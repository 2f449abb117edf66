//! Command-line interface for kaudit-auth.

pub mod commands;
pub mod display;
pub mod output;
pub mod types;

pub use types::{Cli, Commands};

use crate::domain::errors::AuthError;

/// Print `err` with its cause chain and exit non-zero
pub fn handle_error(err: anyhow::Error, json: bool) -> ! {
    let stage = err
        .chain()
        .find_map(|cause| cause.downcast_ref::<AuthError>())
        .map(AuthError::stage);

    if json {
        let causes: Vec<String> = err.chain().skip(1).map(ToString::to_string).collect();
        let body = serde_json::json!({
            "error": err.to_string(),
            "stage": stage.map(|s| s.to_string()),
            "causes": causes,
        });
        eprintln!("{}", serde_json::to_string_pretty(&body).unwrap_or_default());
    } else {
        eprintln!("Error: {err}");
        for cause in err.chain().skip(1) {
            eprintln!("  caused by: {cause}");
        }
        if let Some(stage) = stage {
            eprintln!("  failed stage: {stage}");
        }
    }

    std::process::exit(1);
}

■ ■ ■ ■ ■ ■ ■

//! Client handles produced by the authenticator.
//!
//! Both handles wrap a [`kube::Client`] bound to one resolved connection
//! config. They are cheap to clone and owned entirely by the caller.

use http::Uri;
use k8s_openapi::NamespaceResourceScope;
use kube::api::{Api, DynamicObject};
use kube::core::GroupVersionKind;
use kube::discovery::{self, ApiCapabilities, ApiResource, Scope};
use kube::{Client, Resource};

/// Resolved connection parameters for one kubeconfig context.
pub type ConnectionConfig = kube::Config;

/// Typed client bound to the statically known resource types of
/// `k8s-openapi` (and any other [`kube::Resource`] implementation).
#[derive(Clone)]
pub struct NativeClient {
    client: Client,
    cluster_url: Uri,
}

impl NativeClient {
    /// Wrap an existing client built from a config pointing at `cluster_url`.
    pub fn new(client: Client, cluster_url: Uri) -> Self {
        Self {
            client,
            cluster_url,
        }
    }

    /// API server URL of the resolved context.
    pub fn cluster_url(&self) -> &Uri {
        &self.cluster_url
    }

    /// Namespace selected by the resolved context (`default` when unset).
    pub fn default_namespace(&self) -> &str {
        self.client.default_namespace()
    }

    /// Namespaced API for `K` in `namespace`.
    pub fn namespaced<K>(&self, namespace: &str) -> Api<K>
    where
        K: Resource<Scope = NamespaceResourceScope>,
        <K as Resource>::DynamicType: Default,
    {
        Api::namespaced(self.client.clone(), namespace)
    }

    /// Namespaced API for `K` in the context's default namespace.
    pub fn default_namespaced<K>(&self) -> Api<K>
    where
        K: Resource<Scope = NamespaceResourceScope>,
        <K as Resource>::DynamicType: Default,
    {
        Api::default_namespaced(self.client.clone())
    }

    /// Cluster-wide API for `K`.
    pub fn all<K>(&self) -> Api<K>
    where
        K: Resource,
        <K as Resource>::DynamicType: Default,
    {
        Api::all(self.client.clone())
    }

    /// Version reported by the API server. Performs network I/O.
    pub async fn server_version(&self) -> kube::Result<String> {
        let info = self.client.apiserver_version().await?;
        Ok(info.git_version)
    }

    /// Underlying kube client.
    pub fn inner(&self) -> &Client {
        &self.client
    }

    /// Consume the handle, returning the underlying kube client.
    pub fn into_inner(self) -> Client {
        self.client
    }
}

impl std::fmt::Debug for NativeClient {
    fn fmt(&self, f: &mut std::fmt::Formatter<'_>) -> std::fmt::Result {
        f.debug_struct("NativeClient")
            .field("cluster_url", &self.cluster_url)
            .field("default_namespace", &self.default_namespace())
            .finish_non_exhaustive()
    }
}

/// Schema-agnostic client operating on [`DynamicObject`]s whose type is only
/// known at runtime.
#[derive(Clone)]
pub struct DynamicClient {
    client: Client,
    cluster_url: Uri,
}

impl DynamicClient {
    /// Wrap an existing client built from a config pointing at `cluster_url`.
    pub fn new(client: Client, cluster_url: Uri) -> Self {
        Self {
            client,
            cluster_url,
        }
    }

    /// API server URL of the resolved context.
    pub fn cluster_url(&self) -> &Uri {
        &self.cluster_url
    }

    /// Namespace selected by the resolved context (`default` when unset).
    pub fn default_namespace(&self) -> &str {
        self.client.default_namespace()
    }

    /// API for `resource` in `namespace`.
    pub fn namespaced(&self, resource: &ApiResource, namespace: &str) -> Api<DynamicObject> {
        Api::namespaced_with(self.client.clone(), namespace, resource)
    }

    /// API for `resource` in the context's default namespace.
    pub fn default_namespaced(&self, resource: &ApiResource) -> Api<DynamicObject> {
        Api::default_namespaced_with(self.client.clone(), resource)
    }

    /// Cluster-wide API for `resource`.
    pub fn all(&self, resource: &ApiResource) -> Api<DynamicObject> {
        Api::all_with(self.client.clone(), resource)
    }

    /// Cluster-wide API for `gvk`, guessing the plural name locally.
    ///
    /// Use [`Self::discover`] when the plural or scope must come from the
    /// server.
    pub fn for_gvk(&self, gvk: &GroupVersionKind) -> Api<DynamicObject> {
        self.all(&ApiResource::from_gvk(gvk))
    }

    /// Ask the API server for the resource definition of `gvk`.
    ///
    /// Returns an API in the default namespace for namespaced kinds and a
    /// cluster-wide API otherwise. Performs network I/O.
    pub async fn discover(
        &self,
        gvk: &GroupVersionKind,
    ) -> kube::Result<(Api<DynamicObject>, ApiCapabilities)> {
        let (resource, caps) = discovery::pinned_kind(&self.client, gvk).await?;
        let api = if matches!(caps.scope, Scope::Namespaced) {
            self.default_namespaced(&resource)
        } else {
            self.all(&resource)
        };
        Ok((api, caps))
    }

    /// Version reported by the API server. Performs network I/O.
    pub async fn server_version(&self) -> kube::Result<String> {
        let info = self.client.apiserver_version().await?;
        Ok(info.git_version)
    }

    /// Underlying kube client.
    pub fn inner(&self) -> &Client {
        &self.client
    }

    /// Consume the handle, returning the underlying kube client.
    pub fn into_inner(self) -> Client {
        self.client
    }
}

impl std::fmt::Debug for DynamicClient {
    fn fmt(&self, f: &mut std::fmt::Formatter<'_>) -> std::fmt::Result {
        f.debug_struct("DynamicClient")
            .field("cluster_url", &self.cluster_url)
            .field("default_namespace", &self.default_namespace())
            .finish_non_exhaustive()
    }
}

■ ■ ■ ■ ■ ■ ■

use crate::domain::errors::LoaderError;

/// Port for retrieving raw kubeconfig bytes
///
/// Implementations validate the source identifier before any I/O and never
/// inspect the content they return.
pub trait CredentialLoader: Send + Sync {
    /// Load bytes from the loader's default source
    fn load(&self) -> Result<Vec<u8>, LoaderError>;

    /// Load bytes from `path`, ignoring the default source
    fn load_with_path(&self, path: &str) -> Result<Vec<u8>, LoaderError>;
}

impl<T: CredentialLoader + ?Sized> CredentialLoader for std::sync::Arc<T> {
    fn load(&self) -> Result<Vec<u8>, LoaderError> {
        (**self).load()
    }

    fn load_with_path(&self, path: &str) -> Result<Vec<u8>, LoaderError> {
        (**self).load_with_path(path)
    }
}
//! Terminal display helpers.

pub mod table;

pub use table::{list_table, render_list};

■ ■ ■ ■ ■ ■ ■

ABOUT THIS EXERCISE
From the entries above, restate word for word the lines from the line containing "repository 2f449abb117edf66" to the line containing "if let Some(stage)", both ends included, and nothing more.

EXERCISE RESULT
repository 2f449abb117edf66
//! Command-line interface for kaudit-auth.

pub mod commands;
pub mod display;
pub mod output;
pub mod types;

pub use types::{Cli, Commands};

use crate::domain::errors::AuthError;

/// Print `err` with its cause chain and exit non-zero
pub fn handle_error(err: anyhow::Error, json: bool) -> ! {
    let stage = err
        .chain()
        .find_map(|cause| cause.downcast_ref::<AuthError>())
        .map(AuthError::stage);

    if json {
        let causes: Vec<String> = err.chain().skip(1).map(ToString::to_string).collect();
        let body = serde_json::json!({
            "error": err.to_string(),
            "stage": stage.map(|s| s.to_string()),
            "causes": causes,
        });
        eprintln!("{}", serde_json::to_string_pretty(&body).unwrap_or_default());
    } else {
        eprintln!("Error: {err}");
        for cause in err.chain().skip(1) {
            eprintln!("  caused by: {cause}");
        }
        if let Some(stage) = stage {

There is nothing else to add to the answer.